◆ **EXERCISE DESCRIPTION**:
From the entries below, copy every line where the string "Snapshot" appears.

Dataset entries:
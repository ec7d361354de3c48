//! Final result formatting.

use clap::ValueEnum;
use ramptune_controller::RunOutcome;

/// Output format for the final result.
#[derive(Debug, Clone, Copy, PartialEq, Eq, ValueEnum)]
pub enum OutputFormat {
    Text,
    Json,
}

/// Render the run outcome in the requested format.
pub fn render(outcome: &RunOutcome, format: OutputFormat) -> anyhow::Result<String> {
    match format {
        OutputFormat::Json => Ok(serde_json::to_string_pretty(outcome)?),
        OutputFormat::Text => Ok(format_text(outcome)),
    }
}

fn format_text(outcome: &RunOutcome) -> String {
    match outcome {
        RunOutcome::Converged { rate, cycles } => {
            format!("Converged after {cycles} cycles. Optimal rate is {rate} rps.")
        }
        RunOutcome::Stopped {
            last_rate,
            best_rate,
            cycles,
        } => format!(
            "Stopped after {cycles} cycles at {last_rate} rps. \
             Last rate that met the goal was {best_rate} rps."
        ),
    }
}
//! ramptune-core: shared types for the ramptune rate finder.
//!
//! Defines the polled stat model (`Stat`, `Snapshot`), the run
//! configuration (`TunerConfig`), the `TargetSystem` trait the control
//! loop talks to, and the error types shared across the workspace.

pub mod config;
pub mod error;
pub mod stats;
pub mod target;

pub use config::{RampPolicy, TunerConfig, TunerFile, UpdateMode};
pub use error::{ConfigError, LookupError, TargetError};
pub use stats::{Snapshot, Stat};
pub use target::TargetSystem;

◆ **WRITTEN SOLUTION**:
//! Defines the polled stat model (`Stat`, `Snapshot`), the run
pub use stats::{Snapshot, Stat};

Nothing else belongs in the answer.